A dozen climate change protesters have been arrested on day two of action outside a global mining conference in Melbourne, where activists glued themselves to the ground.
Officers used capsicum spray to break up the blockade on Wednesday, which was designed to prevent conference delegates entering the Convention and Exhibition Centre.
It led to 12 activists being arrested, the majority for intentionally obstructing an emergency services worker, as they blocked access including via disabled ramps.
Two people who glued themselves to a carpark access ramp have since been removed while another woman who “locked on” to a handrail has come unstuck, police said.
“Whilst we respect the rights of people to peacefully protest the unlawful action undertaken today is a drain on police resources from across greater Melbourne,” a police statement reads, adding all actions taken by officers were in line with training.
An unnamed protester said she’d been told to move back before police “went wild”.
“My friend got arrested, I got pepper-sprayed; it was crazy,” she told 3AW.
Premier Daniel Andrews has backed police efforts to bring order to the protest.
“I will always support the right of every Victorian, if they so choose, to peacefully protest. But there is a big difference between peaceful protest and what we saw yesterday and potentially today,” he said, during question time in parliament.
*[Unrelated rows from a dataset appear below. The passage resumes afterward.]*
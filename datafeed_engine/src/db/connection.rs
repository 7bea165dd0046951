//! SQLite connection helpers.

use diesel::{Connection, RunQueryDsl, SqliteConnection, sql_query};

/// Opens a SQLite connection and applies connection-wide PRAGMAs.
pub fn connect_sqlite(database_url: &str) -> Result<SqliteConnection, diesel::ConnectionError> {
    let mut conn = SqliteConnection::establish(database_url)?;

    // Better read concurrency + nicer dev ergonomics.
    sql_query("PRAGMA journal_mode=WAL;")
        .execute(&mut conn)
        .map_err(|e| diesel::ConnectionError::CouldntSetupConfiguration(e))?;
    sql_query("PRAGMA foreign_keys=ON;")
        .execute(&mut conn)
        .map_err(|e| diesel::ConnectionError::CouldntSetupConfiguration(e))?;
    sql_query("PRAGMA busy_timeout=5000;")
        .execute(&mut conn)
        .map_err(|e| diesel::ConnectionError::CouldntSetupConfiguration(e))?;
    Ok(conn)
}
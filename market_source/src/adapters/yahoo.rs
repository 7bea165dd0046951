//! Yahoo Finance adapter.
//!
//! Batch snapshot source: one call serves the whole bounded range, so the
//! pagination driver never loops. Yahoo needs no credentials, but caps
//! intraday history at roughly the most recent 60 days; requests reaching
//! further back are clamped upward instead of failing.

use async_trait::async_trait;
use nonzero_ext::nonzero;
use serde::Deserialize;
use tracing::{debug, warn};

use crate::{
    adapters::{FetchError, SourceAdapter, http_client, request_limiter},
    config::SnapshotKeys,
    models::{Candle, SourceId, Timeframe},
};

const BASE_URL: &str = "https://query1.finance.yahoo.com/v8/finance/chart";

/// Intraday history depth Yahoo serves, in milliseconds.
const INTRADAY_CAP_MS: i64 = 60 * 24 * 60 * 60 * 1000;

#[derive(Deserialize)]
struct ChartEnvelope {
    chart: Chart,
}

#[derive(Deserialize)]
struct Chart {
    #[serde(default)]
    result: Vec<ChartResult>,
    error: Option<serde_json::Value>,
}

#[derive(Deserialize)]
struct ChartResult {
    #[serde(default)]
    timestamp: Vec<i64>,
    indicators: Indicators,
}

#[derive(Deserialize)]
struct Indicators {
    #[serde(default)]
    quote: Vec<Quote>,
}

/// Per-field arrays aligned with `timestamp`; individual slots may be null.
#[derive(Deserialize, Default)]
struct Quote {
    #[serde(default)]
    open: Vec<Option<f64>>,
    #[serde(default)]
    high: Vec<Option<f64>>,
    #[serde(default)]
    low: Vec<Option<f64>>,
    #[serde(default)]
    close: Vec<Option<f64>>,
    #[serde(default)]
    volume: Vec<Option<f64>>,
}

struct Inner {
    client: reqwest::Client,
    limiter: governor::DefaultDirectRateLimiter,
}

/// See module docs.
pub struct YahooAdapter {
    inner: Option<Inner>,
}

impl YahooAdapter {
    /// Always ready unless the HTTP client itself cannot be built.
    pub fn new(keys: &SnapshotKeys) -> Self {
        let inner = http_client(SourceId::Yahoo, keys.proxy.as_deref()).map(|client| Inner {
            client,
            limiter: request_limiter(nonzero!(2u32)),
        });
        Self { inner }
    }

    fn interval(timeframe: Timeframe) -> Option<&'static str> {
        match timeframe {
            Timeframe::M1 => Some("1m"),
            Timeframe::M5 => Some("5m"),
            Timeframe::M15 => Some("15m"),
            Timeframe::M30 => Some("30m"),
            Timeframe::H1 => Some("1h"),
            Timeframe::D1 => Some("1d"),
            // Yahoo has no 2h/4h buckets.
            Timeframe::H2 | Timeframe::H4 => None,
        }
    }
}

#[async_trait]
impl SourceAdapter for YahooAdapter {
    fn id(&self) -> SourceId {
        SourceId::Yahoo
    }

    fn is_ready(&self) -> bool {
        self.inner.is_some()
    }

    async fn fetch(
        &self,
        symbol: &str,
        timeframe: Timeframe,
        start_ms: i64,
        end_ms: i64,
    ) -> Result<Vec<Candle>, FetchError> {
        let Some(inner) = &self.inner else {
            return Ok(Vec::new());
        };
        let Some(interval) = Self::interval(timeframe) else {
            warn!(source = "yahoo", %symbol, %timeframe, "unsupported interval, returning no data");
            return Ok(Vec::new());
        };

        let mut start_ms = start_ms;
        if timeframe.is_intraday() {
            let cap = end_ms - INTRADAY_CAP_MS;
            if start_ms < cap {
                warn!(source = "yahoo", %symbol, "intraday window clamped to the most recent 60 days");
                start_ms = cap;
            }
        }

        inner.limiter.until_ready().await;
        let url = format!("{BASE_URL}/{symbol}");
        let envelope = inner
            .client
            .get(&url)
            .query(&[
                ("period1", (start_ms / 1000).to_string()),
                ("period2", (end_ms / 1000).to_string()),
                ("interval", interval.to_string()),
                ("includePrePost", "false".to_string()),
            ])
            .send()
            .await?
            .json::<ChartEnvelope>()
            .await?;

        if let Some(err) = envelope.chart.error {
            return Err(FetchError::Upstream(format!("yahoo: {err}")));
        }
        let Some(result) = envelope.chart.result.into_iter().next() else {
            return Ok(Vec::new());
        };
        let quote = result.indicators.quote.into_iter().next().unwrap_or_default();

        let mut candles = Vec::with_capacity(result.timestamp.len());
        for (i, ts_sec) in result.timestamp.iter().enumerate() {
            let parsed = (|| {
                Candle::checked(
                    ts_sec * 1000,
                    (*quote.open.get(i)?)?,
                    (*quote.high.get(i)?)?,
                    (*quote.low.get(i)?)?,
                    (*quote.close.get(i)?)?,
                    (*quote.volume.get(i)?)?,
                )
            })();
            match parsed {
                Some(candle) => candles.push(candle),
                None => debug!(source = "yahoo", %symbol, "dropping incomplete chart row"),
            }
        }
        candles.sort_by_key(|c| c.timestamp);
        Ok(candles)
    }
}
It comes after hundreds of police and protesters clashed on Tuesday outside the conference, with four officers injured and a protester hospitalised with leg injuries.
Almost 50 people were arrested on Tuesday and police continue to dedicate hundreds of officers to the protest as the conference continues until Thursday.
Victorian Opposition Leader Michael O’Brien backed the police who are “trying to make sure that these ferals can’t stop people going about their lawful business in this state”.
Conference organisers insist it was “business as usual” inside the centre and protests had failed to disrupt the meeting, which is due to attract some 7000 delegates from more than 100 countries.
Delegates heard about commitments within the industry to prioritise ethical sourcing and meet climate change goals, organisers said, having accused protesters of being misdirected in targeting the conference.